The Mark of the Web bypass that has been used for years by attackers to avoid Windows SmartScreen and Smart App Control has not been fixed this time around.
To wrap it up, let’s mention that several of the critical vulnerabilities fixed that require no action from customers to resolve.
This group includes two server-side request forgery (SSRF) flaws discovered by Tenable researchers, one (CVE-2024-38206) in Microsoft’s Copilot Studio (an AI-powered chatbot) that could lead to information disclosure, and the other (CVE-2024-38109) affecting Azure Health Bot, which can be abused to escalate privileges and access cross-tenant resources.
UPDATE (August 14, 2024, 05:53 a.m. ET):
The number of exploited and public vulnerabilities has somewhat obscured the importance of a quick implementation of the patch for CVE-2024-38063.
CVE-2024-38063 is a critical flaw in Windows TCP/IP that could allow remote code execution on Windows and Windows Server machines that have IPv6 enabled.
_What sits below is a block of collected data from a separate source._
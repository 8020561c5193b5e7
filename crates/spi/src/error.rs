//! Error types for the pluvio-spi crate.

/// Error type for all fallible operations in the pluvio-spi crate.
///
/// Only [`SpiError::EmptySeries`], [`SpiError::NoPositivePrecipitation`] and
/// [`SpiError::InvalidConfig`] ever reach the caller of
/// [`compute_spi`](crate::compute_spi). The distribution variants are raised
/// inside a single calendar month's fit and degrade that month to sentinel
/// values.
#[derive(Debug, Clone, thiserror::Error)]
pub enum SpiError {
    /// Returned when the cleaned daily series holds no records.
    #[error("daily series is empty")]
    EmptySeries,

    /// Returned when no day in the series has strictly positive precipitation.
    #[error("series contains no positive precipitation")]
    NoPositivePrecipitation,

    /// Returned when a configuration parameter is invalid.
    #[error("invalid configuration: {reason}")]
    InvalidConfig {
        /// Description of the problem.
        reason: String,
    },

    /// Returned when the gamma CDF cannot be evaluated at a monthly total.
    #[error("gamma CDF undefined at x={x} (shape={shape}, scale={scale}): {message}")]
    GammaCdf {
        /// Monthly total being evaluated.
        x: f64,
        /// Fitted shape parameter.
        shape: f64,
        /// Fitted scale parameter.
        scale: f64,
        /// Description of the failure.
        message: String,
    },

    /// Returned when maximum-likelihood estimation produces no usable shape.
    #[error("gamma fit failed for month {month}: {reason}")]
    GammaFit {
        /// Calendar month (1..=12) being fitted.
        month: u8,
        /// Description of the failure.
        reason: String,
    },

    /// Returned when the standard normal distribution cannot be constructed.
    #[error("normal construction failed: {message}")]
    NormalConstruction {
        /// Description of the failure.
        message: String,
    },
}
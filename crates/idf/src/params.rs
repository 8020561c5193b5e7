//! Fitted IDF curve coefficients.

/// Coefficients of the intensity model `I(Tr, td) = a·Tr^b / (td + c)^d`,
/// with `Tr` in years, `td` in minutes and `I` in mm/h.
///
/// A failed fit is represented by [`IdfParameters::sentinel`], where all
/// four coefficients are NaN. Partially valid parameter sets are never
/// constructed by this crate.
#[derive(Debug, Clone, Copy, PartialEq)]
pub struct IdfParameters {
    a: f64,
    b: f64,
    c: f64,
    d: f64,
}

impl IdfParameters {
    /// Creates a parameter set from explicit coefficients.
    pub fn new(a: f64, b: f64, c: f64, d: f64) -> Self {
        Self { a, b, c, d }
    }

    /// All-NaN parameters marking an unavailable fit.
    pub fn sentinel() -> Self {
        Self::new(f64::NAN, f64::NAN, f64::NAN, f64::NAN)
    }

    pub(crate) fn from_array(p: [f64; 4]) -> Self {
        Self::new(p[0], p[1], p[2], p[3])
    }

    /// Returns `[a, b, c, d]`.
    pub fn to_array(self) -> [f64; 4] {
        [self.a, self.b, self.c, self.d]
    }

    /// Scale coefficient.
    pub fn a(&self) -> f64 {
        self.a
    }

    /// Return-period exponent.
    pub fn b(&self) -> f64 {
        self.b
    }

    /// Duration offset (minutes).
    pub fn c(&self) -> f64 {
        self.c
    }

    /// Duration exponent.
    pub fn d(&self) -> f64 {
        self.d
    }

    /// Returns `true` if all four coefficients are finite.
    pub fn is_fitted(&self) -> bool {
        self.to_array().iter().all(|v| v.is_finite())
    }

    /// Evaluates the model intensity (mm/h) for a return period (years) and
    /// duration (minutes). NaN for sentinel parameters.
    pub fn intensity(&self, return_period: f64, duration_min: f64) -> f64 {
        self.a * return_period.powf(self.b) / (duration_min + self.c).powf(self.d)
    }
}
“An unauthenticated attacker could repeatedly send IPv6 packets, that include specially crafted packets, to a Windows machine which could enable remote code execution,” Microsoft says, and assesses that the vulnerability is more likely to be exploited, because “exploit code could be created in such a way that an attacker could consistently exploit this vulnerability,” and because “Microsoft is aware of past instances of this type of vulnerability being exploited.”
IPv6 support is enabled by default on Windows and Windows Server machines and, in general, Microsoft advises against disabling it – especially on the latter.
The reporter of the vulnerability – Xiao Wei at Cyber KunLun’s KunLun Lab – says that “the bug triggers before [local firewall] handling the packet,” which means that blocking IPv6 on it won’t help against exploits. Another reason to patch this bug quickly!